WHAT YOU ARE ASKED TO DO: Where in the data does the word "PkgRef" appear? Find those lines and copy them.

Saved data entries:
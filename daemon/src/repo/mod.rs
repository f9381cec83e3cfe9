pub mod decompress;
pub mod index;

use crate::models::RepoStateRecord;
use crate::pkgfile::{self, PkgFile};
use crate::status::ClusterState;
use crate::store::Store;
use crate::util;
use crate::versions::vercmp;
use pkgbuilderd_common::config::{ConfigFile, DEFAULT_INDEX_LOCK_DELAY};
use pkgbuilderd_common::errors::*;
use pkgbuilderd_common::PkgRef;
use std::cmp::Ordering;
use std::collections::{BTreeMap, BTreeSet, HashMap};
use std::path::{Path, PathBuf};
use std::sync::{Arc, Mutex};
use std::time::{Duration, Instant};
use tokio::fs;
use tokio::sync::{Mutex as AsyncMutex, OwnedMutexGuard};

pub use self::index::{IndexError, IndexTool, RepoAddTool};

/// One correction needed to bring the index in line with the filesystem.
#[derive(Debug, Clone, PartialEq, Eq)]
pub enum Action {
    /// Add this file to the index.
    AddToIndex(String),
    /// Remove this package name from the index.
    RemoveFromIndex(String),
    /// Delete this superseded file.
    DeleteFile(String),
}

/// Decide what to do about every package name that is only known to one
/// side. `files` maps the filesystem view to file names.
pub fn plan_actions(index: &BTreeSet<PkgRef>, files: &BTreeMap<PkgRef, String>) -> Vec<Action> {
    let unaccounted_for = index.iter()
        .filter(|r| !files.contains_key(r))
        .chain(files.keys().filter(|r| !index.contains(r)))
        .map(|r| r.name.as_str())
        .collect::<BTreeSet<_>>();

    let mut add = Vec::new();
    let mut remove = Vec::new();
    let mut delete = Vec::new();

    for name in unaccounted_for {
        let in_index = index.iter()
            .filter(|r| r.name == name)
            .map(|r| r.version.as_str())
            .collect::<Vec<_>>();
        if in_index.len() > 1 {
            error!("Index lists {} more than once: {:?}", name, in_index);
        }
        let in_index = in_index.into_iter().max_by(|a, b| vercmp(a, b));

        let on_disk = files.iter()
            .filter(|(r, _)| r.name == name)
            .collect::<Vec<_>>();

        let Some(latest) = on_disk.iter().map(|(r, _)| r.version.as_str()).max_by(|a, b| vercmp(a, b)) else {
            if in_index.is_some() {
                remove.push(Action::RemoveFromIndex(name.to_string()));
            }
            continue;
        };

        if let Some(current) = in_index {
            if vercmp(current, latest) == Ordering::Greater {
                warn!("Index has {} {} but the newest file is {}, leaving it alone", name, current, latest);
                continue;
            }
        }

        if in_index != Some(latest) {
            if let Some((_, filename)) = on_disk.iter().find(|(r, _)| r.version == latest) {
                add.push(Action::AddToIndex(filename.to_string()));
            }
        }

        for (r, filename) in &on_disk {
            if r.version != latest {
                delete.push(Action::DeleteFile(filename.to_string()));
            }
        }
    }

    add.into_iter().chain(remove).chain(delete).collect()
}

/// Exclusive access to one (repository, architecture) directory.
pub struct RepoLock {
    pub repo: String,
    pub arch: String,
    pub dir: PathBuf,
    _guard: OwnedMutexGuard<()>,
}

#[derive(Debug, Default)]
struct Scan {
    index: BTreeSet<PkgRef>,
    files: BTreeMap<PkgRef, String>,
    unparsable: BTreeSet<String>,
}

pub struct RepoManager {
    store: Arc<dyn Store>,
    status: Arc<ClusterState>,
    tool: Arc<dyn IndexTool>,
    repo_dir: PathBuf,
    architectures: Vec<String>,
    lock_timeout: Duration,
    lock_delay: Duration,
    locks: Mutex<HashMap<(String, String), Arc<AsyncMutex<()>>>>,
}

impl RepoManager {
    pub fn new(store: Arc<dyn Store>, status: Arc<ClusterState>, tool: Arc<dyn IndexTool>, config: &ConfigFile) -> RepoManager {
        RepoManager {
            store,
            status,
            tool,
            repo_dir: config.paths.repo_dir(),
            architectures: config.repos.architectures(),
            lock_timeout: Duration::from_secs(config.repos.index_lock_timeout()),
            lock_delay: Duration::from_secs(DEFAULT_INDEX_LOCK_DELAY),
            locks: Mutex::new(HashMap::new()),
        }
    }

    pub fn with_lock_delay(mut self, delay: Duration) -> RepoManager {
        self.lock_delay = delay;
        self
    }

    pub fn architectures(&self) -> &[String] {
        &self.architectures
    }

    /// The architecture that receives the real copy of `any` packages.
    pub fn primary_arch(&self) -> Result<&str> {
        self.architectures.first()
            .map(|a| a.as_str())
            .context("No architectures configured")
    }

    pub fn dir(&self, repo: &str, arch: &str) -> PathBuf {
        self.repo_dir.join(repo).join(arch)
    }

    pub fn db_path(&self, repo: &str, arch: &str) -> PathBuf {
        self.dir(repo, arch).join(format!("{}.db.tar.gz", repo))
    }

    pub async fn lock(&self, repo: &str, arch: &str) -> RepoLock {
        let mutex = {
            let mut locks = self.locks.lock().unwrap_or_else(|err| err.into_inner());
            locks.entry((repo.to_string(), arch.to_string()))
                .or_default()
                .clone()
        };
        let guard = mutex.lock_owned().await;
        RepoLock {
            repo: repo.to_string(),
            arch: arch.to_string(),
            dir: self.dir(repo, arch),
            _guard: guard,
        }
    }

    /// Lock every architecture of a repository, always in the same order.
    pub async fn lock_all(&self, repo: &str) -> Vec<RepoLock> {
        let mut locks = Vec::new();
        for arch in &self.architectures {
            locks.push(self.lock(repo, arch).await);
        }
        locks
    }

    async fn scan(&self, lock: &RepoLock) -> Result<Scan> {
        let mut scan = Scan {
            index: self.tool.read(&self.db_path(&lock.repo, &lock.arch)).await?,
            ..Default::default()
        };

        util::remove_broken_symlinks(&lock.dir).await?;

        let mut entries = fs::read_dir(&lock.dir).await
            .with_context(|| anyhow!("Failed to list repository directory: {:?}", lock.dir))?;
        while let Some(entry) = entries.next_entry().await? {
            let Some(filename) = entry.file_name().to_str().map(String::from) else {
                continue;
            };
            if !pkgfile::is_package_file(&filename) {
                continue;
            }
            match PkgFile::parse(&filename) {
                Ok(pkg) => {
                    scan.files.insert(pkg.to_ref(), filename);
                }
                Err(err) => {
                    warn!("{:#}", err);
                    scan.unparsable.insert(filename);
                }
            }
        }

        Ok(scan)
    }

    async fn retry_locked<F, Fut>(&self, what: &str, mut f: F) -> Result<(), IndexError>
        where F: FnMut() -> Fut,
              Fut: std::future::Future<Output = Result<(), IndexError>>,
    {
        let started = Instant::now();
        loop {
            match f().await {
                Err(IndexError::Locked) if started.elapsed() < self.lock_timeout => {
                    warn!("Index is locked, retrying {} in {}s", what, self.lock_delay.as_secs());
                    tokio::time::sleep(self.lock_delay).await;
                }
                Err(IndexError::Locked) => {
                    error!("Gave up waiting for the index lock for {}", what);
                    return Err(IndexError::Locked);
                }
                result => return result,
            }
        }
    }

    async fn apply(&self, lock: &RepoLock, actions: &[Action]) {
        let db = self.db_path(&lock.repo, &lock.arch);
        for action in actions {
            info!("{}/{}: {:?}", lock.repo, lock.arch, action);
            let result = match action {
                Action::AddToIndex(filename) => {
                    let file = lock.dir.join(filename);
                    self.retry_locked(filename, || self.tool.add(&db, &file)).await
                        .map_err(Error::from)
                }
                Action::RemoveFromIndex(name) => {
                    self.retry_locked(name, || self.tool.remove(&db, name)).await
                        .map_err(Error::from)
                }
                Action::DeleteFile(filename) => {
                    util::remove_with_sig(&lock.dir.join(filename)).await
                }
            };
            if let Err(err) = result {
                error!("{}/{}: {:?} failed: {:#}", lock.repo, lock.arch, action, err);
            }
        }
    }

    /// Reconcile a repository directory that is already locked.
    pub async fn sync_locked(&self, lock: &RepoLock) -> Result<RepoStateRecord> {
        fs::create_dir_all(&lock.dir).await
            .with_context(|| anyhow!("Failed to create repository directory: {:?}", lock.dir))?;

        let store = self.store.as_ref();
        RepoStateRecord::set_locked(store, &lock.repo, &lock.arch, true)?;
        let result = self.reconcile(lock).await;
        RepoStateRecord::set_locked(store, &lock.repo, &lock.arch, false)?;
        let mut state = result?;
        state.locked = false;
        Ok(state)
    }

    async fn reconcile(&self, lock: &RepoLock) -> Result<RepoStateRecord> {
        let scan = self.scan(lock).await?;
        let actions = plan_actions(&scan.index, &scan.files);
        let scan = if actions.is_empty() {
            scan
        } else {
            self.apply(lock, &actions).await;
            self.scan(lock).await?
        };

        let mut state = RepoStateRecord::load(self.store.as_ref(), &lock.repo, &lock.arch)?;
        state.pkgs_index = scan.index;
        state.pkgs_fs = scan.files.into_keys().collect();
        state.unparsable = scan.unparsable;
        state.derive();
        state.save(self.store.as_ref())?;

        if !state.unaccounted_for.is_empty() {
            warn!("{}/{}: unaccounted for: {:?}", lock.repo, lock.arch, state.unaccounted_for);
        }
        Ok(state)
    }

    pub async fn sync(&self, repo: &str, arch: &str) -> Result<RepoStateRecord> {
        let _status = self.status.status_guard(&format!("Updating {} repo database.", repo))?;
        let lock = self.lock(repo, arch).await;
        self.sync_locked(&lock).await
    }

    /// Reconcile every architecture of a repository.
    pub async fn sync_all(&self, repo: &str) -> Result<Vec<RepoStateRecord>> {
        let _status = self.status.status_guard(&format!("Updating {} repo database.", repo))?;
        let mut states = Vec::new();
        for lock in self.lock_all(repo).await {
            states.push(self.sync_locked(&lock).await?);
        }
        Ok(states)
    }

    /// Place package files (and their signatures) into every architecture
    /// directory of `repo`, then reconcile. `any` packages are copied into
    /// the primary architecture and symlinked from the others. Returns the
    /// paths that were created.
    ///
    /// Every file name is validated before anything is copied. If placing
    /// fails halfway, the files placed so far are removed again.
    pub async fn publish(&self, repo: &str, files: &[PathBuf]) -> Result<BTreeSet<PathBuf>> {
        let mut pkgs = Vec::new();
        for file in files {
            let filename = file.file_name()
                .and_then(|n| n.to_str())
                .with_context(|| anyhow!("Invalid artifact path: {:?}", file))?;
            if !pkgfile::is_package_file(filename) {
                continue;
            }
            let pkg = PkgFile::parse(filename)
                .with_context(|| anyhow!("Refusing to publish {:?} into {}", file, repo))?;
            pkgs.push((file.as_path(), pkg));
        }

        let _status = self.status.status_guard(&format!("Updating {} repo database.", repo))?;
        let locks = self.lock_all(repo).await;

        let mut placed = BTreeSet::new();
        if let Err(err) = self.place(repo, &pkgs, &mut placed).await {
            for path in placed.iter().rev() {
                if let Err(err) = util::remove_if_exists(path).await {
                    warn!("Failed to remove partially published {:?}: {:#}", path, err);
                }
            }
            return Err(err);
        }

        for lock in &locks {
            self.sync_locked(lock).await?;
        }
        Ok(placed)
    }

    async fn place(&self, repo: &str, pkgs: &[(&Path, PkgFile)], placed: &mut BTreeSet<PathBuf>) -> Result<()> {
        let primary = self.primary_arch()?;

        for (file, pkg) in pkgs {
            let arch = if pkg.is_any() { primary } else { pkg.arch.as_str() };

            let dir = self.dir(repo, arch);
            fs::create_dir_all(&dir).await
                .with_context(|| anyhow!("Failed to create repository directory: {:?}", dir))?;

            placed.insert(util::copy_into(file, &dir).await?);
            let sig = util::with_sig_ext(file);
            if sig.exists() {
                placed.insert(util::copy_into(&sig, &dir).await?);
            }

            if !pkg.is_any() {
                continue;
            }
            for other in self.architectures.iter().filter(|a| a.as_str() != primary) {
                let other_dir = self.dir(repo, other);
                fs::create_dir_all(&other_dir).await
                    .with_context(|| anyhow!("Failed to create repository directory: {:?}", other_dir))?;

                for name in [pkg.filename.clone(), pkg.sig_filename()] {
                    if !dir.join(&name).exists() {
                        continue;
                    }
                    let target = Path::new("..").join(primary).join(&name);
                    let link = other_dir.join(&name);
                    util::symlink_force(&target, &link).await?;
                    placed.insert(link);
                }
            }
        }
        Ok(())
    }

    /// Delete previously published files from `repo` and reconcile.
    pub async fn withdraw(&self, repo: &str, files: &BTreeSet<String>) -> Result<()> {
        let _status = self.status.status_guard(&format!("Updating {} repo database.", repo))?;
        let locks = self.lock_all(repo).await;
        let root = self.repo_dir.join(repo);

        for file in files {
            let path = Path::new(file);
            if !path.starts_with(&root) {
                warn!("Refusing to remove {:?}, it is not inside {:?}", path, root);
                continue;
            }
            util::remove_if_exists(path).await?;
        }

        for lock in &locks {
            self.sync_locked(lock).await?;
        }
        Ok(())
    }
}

* * *

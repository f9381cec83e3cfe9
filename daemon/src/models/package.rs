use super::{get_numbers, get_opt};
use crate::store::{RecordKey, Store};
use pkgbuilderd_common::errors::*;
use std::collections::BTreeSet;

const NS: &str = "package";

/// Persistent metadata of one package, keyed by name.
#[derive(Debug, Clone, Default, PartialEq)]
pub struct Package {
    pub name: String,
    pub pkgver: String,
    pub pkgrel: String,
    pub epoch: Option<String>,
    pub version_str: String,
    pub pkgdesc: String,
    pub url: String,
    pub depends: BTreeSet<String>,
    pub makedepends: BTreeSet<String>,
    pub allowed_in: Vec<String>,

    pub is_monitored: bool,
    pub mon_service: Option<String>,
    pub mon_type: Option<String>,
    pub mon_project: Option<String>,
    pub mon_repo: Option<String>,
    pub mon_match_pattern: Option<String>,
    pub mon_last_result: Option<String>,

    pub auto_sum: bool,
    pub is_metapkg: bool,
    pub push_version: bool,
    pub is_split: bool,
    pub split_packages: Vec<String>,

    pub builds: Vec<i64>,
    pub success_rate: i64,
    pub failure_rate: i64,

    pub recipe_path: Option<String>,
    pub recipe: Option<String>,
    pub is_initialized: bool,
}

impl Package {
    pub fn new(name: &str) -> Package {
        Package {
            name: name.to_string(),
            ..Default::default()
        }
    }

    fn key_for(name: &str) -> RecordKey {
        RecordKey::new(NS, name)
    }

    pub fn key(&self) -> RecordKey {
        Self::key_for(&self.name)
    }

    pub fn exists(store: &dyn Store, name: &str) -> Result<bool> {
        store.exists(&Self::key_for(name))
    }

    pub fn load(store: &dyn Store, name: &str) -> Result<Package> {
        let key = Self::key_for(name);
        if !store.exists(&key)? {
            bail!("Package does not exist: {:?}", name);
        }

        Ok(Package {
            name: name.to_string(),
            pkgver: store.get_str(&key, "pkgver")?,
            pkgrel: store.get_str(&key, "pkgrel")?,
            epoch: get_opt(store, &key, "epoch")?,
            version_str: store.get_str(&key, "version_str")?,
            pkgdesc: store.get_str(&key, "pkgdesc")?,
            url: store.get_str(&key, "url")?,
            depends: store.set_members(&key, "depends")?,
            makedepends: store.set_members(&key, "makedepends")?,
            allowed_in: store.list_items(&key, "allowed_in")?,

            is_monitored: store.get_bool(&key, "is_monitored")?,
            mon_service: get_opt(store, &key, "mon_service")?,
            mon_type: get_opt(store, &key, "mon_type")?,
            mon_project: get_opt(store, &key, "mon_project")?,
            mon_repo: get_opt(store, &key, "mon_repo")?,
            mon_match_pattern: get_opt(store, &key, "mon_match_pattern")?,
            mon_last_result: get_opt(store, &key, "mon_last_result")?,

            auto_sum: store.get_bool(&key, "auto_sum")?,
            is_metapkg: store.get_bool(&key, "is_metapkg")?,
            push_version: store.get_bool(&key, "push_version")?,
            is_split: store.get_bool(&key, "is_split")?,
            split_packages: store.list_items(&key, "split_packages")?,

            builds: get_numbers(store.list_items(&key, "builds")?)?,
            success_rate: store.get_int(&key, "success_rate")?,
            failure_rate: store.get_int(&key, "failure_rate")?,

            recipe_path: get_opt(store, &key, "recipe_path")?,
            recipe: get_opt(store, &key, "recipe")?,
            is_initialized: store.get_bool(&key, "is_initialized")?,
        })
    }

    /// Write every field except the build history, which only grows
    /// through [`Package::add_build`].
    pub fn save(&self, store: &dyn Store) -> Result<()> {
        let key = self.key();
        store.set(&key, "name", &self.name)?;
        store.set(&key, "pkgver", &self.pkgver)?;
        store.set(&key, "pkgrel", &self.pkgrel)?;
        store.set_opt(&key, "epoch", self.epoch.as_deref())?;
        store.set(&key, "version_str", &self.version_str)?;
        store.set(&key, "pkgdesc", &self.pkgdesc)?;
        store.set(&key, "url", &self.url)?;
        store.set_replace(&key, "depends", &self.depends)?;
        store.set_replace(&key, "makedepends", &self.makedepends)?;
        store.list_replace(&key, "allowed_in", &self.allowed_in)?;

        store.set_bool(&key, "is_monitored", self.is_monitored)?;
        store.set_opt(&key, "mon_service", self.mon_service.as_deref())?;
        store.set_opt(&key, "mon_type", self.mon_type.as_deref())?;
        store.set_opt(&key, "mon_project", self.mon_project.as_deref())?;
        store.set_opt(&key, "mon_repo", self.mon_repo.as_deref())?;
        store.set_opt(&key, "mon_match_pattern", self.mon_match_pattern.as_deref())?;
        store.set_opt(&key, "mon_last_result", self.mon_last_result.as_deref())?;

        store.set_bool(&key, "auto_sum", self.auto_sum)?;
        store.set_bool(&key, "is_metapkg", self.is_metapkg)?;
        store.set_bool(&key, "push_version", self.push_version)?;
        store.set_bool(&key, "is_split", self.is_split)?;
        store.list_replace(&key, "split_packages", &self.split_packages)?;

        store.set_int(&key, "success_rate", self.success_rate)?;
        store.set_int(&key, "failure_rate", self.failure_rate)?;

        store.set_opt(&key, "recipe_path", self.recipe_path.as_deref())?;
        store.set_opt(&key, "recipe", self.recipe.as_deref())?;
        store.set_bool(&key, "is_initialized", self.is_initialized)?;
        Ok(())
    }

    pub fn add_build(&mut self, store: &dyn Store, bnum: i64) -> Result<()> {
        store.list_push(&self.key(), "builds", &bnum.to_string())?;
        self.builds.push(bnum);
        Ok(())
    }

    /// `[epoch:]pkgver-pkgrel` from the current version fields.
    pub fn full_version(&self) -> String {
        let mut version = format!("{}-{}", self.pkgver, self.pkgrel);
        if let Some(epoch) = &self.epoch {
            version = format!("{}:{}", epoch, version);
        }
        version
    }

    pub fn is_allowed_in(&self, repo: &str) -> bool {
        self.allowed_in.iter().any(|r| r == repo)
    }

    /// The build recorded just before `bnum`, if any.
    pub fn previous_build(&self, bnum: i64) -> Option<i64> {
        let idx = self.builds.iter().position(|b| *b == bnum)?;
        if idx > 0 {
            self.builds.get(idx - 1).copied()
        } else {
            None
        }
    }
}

* * *

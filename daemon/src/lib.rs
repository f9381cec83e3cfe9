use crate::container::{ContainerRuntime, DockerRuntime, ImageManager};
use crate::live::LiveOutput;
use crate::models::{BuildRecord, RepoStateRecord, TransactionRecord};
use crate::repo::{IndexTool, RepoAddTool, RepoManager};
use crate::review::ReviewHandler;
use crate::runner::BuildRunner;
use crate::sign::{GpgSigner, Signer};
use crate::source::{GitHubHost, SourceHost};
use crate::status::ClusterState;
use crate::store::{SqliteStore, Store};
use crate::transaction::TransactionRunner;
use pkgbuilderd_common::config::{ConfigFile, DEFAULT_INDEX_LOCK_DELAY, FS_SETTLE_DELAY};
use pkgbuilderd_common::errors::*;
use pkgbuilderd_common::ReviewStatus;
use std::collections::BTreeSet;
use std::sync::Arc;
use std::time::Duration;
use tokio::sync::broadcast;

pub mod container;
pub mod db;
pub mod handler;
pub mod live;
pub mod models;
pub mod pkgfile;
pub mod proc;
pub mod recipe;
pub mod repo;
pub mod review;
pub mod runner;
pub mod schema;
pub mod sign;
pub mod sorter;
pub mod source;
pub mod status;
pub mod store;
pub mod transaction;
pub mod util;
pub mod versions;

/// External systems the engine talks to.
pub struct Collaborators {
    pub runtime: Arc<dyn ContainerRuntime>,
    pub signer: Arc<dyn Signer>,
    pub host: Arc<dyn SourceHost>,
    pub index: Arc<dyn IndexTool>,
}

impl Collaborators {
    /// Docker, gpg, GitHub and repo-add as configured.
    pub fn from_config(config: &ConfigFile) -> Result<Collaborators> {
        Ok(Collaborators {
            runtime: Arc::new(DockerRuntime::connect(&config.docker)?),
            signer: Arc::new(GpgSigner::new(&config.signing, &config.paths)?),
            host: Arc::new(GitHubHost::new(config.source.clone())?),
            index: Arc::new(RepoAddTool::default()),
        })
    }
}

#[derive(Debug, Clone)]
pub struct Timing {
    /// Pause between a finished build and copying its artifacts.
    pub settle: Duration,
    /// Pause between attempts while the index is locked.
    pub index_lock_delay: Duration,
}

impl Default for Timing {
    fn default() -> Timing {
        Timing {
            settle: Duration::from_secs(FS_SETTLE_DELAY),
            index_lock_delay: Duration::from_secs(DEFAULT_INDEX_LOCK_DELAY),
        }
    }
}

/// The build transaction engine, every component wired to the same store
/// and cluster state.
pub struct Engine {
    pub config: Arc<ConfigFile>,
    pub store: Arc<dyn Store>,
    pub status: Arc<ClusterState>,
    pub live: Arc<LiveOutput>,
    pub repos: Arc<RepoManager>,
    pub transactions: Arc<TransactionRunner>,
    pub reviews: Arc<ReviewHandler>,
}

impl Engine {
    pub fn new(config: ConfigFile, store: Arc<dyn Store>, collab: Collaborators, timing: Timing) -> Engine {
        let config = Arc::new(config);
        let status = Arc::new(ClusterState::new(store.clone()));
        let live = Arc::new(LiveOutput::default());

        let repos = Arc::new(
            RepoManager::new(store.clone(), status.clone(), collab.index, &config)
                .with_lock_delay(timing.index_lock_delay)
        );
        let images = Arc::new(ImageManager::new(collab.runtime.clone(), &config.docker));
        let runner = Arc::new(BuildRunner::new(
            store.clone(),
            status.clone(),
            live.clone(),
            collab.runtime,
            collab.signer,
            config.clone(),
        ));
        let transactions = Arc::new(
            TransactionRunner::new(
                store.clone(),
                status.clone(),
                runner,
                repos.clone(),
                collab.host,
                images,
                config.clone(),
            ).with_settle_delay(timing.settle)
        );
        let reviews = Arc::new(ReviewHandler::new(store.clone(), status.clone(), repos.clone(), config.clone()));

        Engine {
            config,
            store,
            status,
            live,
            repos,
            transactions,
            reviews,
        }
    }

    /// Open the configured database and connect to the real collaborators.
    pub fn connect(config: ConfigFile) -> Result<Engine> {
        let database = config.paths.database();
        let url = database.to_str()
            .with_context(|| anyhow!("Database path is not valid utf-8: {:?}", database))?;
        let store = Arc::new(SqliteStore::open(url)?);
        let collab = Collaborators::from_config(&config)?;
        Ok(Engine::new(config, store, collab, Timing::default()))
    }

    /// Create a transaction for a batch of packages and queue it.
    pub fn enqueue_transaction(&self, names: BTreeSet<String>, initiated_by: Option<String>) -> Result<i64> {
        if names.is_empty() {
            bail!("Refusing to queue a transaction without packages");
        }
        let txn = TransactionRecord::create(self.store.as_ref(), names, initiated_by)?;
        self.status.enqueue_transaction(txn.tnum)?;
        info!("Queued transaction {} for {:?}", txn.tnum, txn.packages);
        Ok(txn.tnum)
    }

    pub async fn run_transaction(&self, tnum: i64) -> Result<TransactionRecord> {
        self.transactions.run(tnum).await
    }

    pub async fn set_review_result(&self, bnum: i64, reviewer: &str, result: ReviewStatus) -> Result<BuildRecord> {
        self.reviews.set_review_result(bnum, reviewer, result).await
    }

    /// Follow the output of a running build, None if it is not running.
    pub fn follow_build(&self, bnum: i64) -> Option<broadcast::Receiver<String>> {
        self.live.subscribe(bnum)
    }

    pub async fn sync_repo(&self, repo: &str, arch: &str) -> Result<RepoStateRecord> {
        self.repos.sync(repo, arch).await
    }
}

ANSWER BELOW:
use pkgbuilderd_common::PkgRef;
pub fn plan_actions(index: &BTreeSet<PkgRef>, files: &BTreeMap<PkgRef, String>) -> Vec<Action> {
    index: BTreeSet<PkgRef>,
    files: BTreeMap<PkgRef, String>,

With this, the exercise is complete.